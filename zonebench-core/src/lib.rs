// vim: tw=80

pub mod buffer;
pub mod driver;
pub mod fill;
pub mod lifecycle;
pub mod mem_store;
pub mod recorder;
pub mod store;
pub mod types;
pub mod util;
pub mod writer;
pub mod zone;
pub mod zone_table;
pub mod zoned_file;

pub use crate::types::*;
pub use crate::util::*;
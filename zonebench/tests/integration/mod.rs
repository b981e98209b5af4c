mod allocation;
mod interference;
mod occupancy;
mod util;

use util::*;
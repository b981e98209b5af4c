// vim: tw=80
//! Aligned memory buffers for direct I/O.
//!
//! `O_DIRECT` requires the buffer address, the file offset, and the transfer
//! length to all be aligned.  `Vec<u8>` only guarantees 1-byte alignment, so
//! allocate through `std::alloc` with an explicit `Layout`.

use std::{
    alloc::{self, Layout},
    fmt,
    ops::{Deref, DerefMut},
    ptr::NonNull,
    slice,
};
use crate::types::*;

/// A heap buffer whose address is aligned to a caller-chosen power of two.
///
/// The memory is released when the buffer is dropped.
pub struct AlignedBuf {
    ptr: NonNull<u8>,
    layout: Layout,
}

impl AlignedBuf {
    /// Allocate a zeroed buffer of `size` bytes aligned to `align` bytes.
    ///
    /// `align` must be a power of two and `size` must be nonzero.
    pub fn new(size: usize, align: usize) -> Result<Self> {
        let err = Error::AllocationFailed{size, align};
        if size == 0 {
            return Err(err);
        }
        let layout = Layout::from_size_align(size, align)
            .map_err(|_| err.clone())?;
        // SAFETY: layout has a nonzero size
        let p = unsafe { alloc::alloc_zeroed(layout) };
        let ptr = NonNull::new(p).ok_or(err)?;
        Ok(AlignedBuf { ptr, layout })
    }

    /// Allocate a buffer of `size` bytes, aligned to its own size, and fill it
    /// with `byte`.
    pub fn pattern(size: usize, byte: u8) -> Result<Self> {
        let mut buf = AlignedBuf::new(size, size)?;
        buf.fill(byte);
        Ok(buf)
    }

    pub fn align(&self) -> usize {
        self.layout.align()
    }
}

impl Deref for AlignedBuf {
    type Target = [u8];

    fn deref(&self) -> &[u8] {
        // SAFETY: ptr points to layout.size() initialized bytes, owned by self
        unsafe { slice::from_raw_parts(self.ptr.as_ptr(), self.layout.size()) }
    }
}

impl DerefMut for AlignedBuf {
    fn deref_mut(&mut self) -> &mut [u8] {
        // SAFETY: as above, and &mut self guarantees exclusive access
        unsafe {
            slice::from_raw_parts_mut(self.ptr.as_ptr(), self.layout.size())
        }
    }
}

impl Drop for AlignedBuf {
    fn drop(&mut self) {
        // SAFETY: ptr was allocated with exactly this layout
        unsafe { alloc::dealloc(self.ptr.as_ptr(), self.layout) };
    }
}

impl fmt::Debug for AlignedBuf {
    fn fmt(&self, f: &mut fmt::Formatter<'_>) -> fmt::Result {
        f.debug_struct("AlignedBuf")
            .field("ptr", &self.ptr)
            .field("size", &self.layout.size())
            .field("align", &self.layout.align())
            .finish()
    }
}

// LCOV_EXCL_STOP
====
__Exercise requirements__
The answer must be the full data, repeated word for word.

__Your response__
filename zonebench-core/src/lib.rs
// vim: tw=80

pub mod buffer;
pub mod driver;
pub mod fill;
pub mod lifecycle;
pub mod mem_store;
pub mod recorder;
pub mod store;
pub mod types;
pub mod util;
pub mod writer;
pub mod zone;
pub mod zone_table;
pub mod zoned_file;

pub use crate::types::*;
pub use crate::util::*;
filename zonebench/tests/integration/mod.rs
repository b981e98209b5af4c
mod allocation;
mod interference;
mod occupancy;
mod util;

use util::*;
repository b981e98209b5af4c
// vim: tw=80
//! Aligned memory buffers for direct I/O.
//!
//! `O_DIRECT` requires the buffer address, the file offset, and the transfer
//! length to all be aligned.  `Vec<u8>` only guarantees 1-byte alignment, so
//! allocate through `std::alloc` with an explicit `Layout`.

use std::{
    alloc::{self, Layout},
    fmt,
    ops::{Deref, DerefMut},
    ptr::NonNull,
    slice,
};
use crate::types::*;

/// A heap buffer whose address is aligned to a caller-chosen power of two.
///
/// The memory is released when the buffer is dropped.
pub struct AlignedBuf {
    ptr: NonNull<u8>,
    layout: Layout,
}

impl AlignedBuf {
    /// Allocate a zeroed buffer of `size` bytes aligned to `align` bytes.
    ///
    /// `align` must be a power of two and `size` must be nonzero.
    pub fn new(size: usize, align: usize) -> Result<Self> {
        let err = Error::AllocationFailed{size, align};
        if size == 0 {
            return Err(err);
        }
        let layout = Layout::from_size_align(size, align)
            .map_err(|_| err.clone())?;
        // SAFETY: layout has a nonzero size
        let p = unsafe { alloc::alloc_zeroed(layout) };
        let ptr = NonNull::new(p).ok_or(err)?;
        Ok(AlignedBuf { ptr, layout })
    }

    /// Allocate a buffer of `size` bytes, aligned to its own size, and fill it
    /// with `byte`.
    pub fn pattern(size: usize, byte: u8) -> Result<Self> {
        let mut buf = AlignedBuf::new(size, size)?;
        buf.fill(byte);
        Ok(buf)
    }

    pub fn align(&self) -> usize {
        self.layout.align()
    }
}

impl Deref for AlignedBuf {
    type Target = [u8];

    fn deref(&self) -> &[u8] {
        // SAFETY: ptr points to layout.size() initialized bytes, owned by self
        unsafe { slice::from_raw_parts(self.ptr.as_ptr(), self.layout.size()) }
    }
}

impl DerefMut for AlignedBuf {
    fn deref_mut(&mut self) -> &mut [u8] {
        // SAFETY: as above, and &mut self guarantees exclusive access
        unsafe {
            slice::from_raw_parts_mut(self.ptr.as_ptr(), self.layout.size())
        }
    }
}

impl Drop for AlignedBuf {
    fn drop(&mut self) {
        // SAFETY: ptr was allocated with exactly this layout
        unsafe { alloc::dealloc(self.ptr.as_ptr(), self.layout) };
    }
}

impl fmt::Debug for AlignedBuf {
    fn fmt(&self, f: &mut fmt::Formatter<'_>) -> fmt::Result {
        f.debug_struct("AlignedBuf")
            .field("ptr", &self.ptr)
            .field("size", &self.layout.size())
            .field("align", &self.layout.align())
            .finish()
    }
}

// LCOV_EXCL_STOP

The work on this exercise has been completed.